### Exercise prompt
If a line below contains the string "that", copy it out.

+++ Supplied data +++

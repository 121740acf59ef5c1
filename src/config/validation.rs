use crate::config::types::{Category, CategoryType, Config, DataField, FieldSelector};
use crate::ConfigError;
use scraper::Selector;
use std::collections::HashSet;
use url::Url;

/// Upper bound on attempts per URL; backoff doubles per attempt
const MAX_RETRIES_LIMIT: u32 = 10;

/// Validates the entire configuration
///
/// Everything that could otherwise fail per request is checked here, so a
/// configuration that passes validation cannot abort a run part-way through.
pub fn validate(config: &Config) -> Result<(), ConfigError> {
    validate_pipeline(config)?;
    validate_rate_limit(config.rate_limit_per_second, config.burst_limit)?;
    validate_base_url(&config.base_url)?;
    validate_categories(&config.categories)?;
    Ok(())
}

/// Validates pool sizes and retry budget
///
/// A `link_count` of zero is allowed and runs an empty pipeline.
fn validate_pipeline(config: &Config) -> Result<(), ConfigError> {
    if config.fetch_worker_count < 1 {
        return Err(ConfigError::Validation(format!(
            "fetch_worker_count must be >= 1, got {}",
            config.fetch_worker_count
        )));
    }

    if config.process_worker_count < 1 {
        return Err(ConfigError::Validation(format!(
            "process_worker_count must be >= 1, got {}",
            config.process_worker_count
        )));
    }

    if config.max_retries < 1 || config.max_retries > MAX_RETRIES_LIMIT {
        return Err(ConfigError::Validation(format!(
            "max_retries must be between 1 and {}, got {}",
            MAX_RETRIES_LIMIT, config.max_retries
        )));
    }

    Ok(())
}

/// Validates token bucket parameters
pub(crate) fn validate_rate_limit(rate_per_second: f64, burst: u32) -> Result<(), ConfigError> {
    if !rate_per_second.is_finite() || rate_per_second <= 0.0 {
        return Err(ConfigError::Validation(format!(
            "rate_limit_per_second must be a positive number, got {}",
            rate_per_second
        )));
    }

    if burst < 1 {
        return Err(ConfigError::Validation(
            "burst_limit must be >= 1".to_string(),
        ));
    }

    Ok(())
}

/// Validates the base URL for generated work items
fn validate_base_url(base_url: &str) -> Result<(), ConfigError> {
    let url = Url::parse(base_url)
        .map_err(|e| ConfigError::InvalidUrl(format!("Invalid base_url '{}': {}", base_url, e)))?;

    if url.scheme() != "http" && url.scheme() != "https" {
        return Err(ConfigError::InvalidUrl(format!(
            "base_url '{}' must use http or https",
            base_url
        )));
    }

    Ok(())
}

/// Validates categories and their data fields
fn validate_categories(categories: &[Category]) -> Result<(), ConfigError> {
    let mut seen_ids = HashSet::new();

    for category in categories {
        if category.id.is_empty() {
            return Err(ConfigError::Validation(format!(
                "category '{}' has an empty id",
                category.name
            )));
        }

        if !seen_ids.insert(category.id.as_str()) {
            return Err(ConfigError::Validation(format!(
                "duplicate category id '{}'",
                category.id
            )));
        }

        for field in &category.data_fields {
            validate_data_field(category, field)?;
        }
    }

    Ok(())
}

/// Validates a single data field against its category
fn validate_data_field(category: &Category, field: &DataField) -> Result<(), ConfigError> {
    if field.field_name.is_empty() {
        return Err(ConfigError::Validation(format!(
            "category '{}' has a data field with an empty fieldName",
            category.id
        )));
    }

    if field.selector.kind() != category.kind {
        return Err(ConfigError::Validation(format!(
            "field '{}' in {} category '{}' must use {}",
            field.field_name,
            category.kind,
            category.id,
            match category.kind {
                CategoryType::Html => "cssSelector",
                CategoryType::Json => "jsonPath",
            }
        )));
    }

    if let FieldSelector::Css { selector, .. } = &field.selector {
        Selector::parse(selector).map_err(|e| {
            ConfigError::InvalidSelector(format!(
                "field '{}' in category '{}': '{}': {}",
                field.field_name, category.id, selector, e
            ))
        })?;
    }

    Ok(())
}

+++

### Solution to this problem
/// Everything that could otherwise fail per request is checked here, so a
/// configuration that passes validation cannot abort a run part-way through.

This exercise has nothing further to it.